In the meantime, she was her biggest advocate. She reached out to various amputee athletes on social media searching for hope. Convinced that she, too, would somehow make it through such a devastating loss, Hollandsworth scheduled the surgery.

Photo by Dianne M Webster

Photo by Dianne M Webster

After her amputation, she also had to undergo two hip surgeries.

“As an athlete, you have the mindset of ‘let’s go, let’s tackle everything,’ but I just had to sit and deal,” she said. “I couldn’t work out and I beat myself up for it. I was a trainer; an athlete. It should be easy, right? The problem was, my mind was broken.”

According to Hollandsworth, she had a subconscious goal not to move because in movement, there was grief. It was a mirror to her physical and mental pain.

“If I could just lay in bed and sleep or watch a TV show, I could avoid that pain and that sadness,” she said. “I remember laying on my good side just trying to move my hip without my prosthetic on. I could only get an inch of movement. That was so difficult to swallow. I thought, how am I going to get to the point where I’m walking and squatting and lunging when I can’t even lift my leg, half of which is missing? That’s what held me back for a very long time.”

She didn’t go to physical therapy either. But that was a protective measure.

“They treated me like a broken person,” Hollandsworth said. “I knew at the end of the day that the athlete in me would overcome the physical as long as I kept my mind in a good space. I didn’t need anyone telling me I couldn’t do things.”

From Stepping to Striding

Enter Adaptive Training Foundation (ATF), a Dallas-based gym started by former NFL linebacker David Vobora that uncovers human potential and restores hope through movement for adaptive athletes.

Hollandsworth applied for their nine-week “re-define” program, which puts wounded veterans and civilians alike through an intense but heavily supported training regimen.

At the time, she was going to the gym and working out on machines, but she could barely step up on a curb. Running seemed way out of reach, and she still didn’t know how to communicate with her body.

So, she moved back to Dallas and got to work once she was accepted into the ATF program.

Photo by Dianne M Webster

Photo by Dianne M Webster

“For the first month, I was on the couch when I wasn’t at ATF,” Hollandsworth said. “I was so sore, but it was what I needed. By the second half of the program, I was feeling good.”

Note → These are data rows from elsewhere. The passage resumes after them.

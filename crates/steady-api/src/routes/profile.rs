use std::time::Duration;

use axum::extract::State;
use axum::{Extension, Json};
use jiff::Timestamp;
use serde::{Deserialize, Serialize};

use steady_core::models::profile::UserProfile;
use steady_core::storage_keys;
use steady_storage::error::StorageError;
use steady_storage::{objects, rows};

use crate::error::ApiError;
use crate::middleware::auth::AuthUser;
use crate::state::AppState;

const PRESIGN_TTL: Duration = Duration::from_secs(15 * 60);

#[derive(Serialize)]
pub struct ProfileView {
    #[serde(flatten)]
    pub profile: UserProfile,
    /// Presigned download URL for the stored avatar, when one exists.
    pub avatar_download_url: Option<String>,
}

async fn present(state: &AppState, profile: UserProfile) -> Result<ProfileView, ApiError> {
    let avatar_download_url = match &profile.avatar_url {
        Some(key) => Some(objects::presign_get(&state.s3, &state.bucket, key, PRESIGN_TTL).await?),
        None => None,
    };
    Ok(ProfileView {
        profile,
        avatar_download_url,
    })
}

/// Loads the profile row, materializing a default one on first access.
/// Signup normally creates the row, but users migrated from older builds
/// may not have one.
pub(crate) async fn load_or_init(
    state: &AppState,
    user_id: &str,
) -> Result<(UserProfile, String), ApiError> {
    let key = storage_keys::user_profile(user_id);
    match rows::load_row(&state.s3, &state.bucket, &key).await {
        Ok((profile, etag)) => Ok((profile, etag)),
        Err(StorageError::NotFound { .. }) => {
            let now = Timestamp::now();
            let profile = UserProfile {
                user_id: user_id.to_string(),
                name: None,
                avatar_url: None,
                addiction: None,
                dependency_level: None,
                onboarding_complete: false,
                created_at: now,
                updated_at: now,
            };
            let etag = rows::save_row(&state.s3, &state.bucket, &key, &profile).await?;
            Ok((profile, etag))
        }
        Err(e) => Err(e.into()),
    }
}

pub async fn get_profile(
    State(state): State<AppState>,
    Extension(user): Extension<AuthUser>,
) -> Result<Json<ProfileView>, ApiError> {
    let (profile, _etag) = load_or_init(&state, &user.sub).await?;
    Ok(Json(present(&state, profile).await?))
}

#[derive(Deserialize)]
pub struct UpdateProfile {
    pub name: Option<String>,
    pub addiction: Option<String>,
    pub dependency_level: Option<String>,
}

pub async fn update_profile(
    State(state): State<AppState>,
    Extension(user): Extension<AuthUser>,
    Json(input): Json<UpdateProfile>,
) -> Result<Json<ProfileView>, ApiError> {
    let (mut profile, etag) = load_or_init(&state, &user.sub).await?;

    if let Some(name) = input.name {
        let name = name.trim();
        profile.name = (!name.is_empty()).then(|| name.to_string());
    }
    if let Some(addiction) = input.addiction {
        let addiction = addiction.trim();
        profile.addiction = (!addiction.is_empty()).then(|| addiction.to_string());
    }
    if let Some(level) = input.dependency_level {
        let level = level.trim();
        profile.dependency_level = (!level.is_empty()).then(|| level.to_string());
    }
    profile.updated_at = Timestamp::now();

    let key = storage_keys::user_profile(&user.sub);
    rows::save_row_if_match(&state.s3, &state.bucket, &key, &profile, &etag).await?;

    Ok(Json(present(&state, profile).await?))
}

#[derive(Serialize)]
pub struct AvatarUpload {
    /// Presigned PUT for the avatar bytes.
    pub upload_url: String,
    /// Storage key recorded on the profile.
    pub avatar_key: String,
}

/// One avatar object per user; a new upload overwrites the old one in place.
pub async fn upload_avatar(
    State(state): State<AppState>,
    Extension(user): Extension<AuthUser>,
) -> Result<Json<AvatarUpload>, ApiError> {
    let avatar_key = storage_keys::avatar(&user.sub);
    let upload_url =
        objects::presign_put(&state.s3, &state.bucket, &avatar_key, None, PRESIGN_TTL).await?;

    let (mut profile, etag) = load_or_init(&state, &user.sub).await?;
    if profile.avatar_url.as_deref() != Some(avatar_key.as_str()) {
        profile.avatar_url = Some(avatar_key.clone());
        profile.updated_at = Timestamp::now();
        let key = storage_keys::user_profile(&user.sub);
        rows::save_row_if_match(&state.s3, &state.bucket, &key, &profile, &etag).await?;
    }

    Ok(Json(AvatarUpload {
        upload_url,
        avatar_key,
    }))
}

Now nine weeks later, she can run and says she feels like she can take herself to the track for some sprinting drills.

Hollandsworth has undoubtedly come a long way, physically and mentally. In fact, now she’s the one offering guidance to those who have recently lost limbs. Her advice?

“People in the beginning try to jump ahead. They think, I want to do this or that and accomplish these things,” Hollandsworth said. “That’s amazing, but I think you also need to sit with yourself and process it. Set those goals, but try not to skip each step that you’re in. So many amputees want to be in the overcoming stage early on, but I think in wanting to be there right away, you can get delayed in getting to that place because you need to go through the process.”

And with the perspective that adversity happens for us, Hollandsworth evolved more than she ever thought possible.

“I always had worth and self-esteem, but in this process, I realized I lacked self love,” she said. “I earned my own respect and love in the process. Before, I was always putting myself in my own shadow. I wasn’t living up to the strength that I had in me. I was trying to live small, be quiet and go unheard. I realize there’s a lot that can be done through me and my experience, so I’m living bigger.”

In the beginning, the pain was so great, she didn’t have words to put to her adversity.

“Now I don’t have words to put to the gratitude,” she said.

And that’s a great way to enter Paralympic training.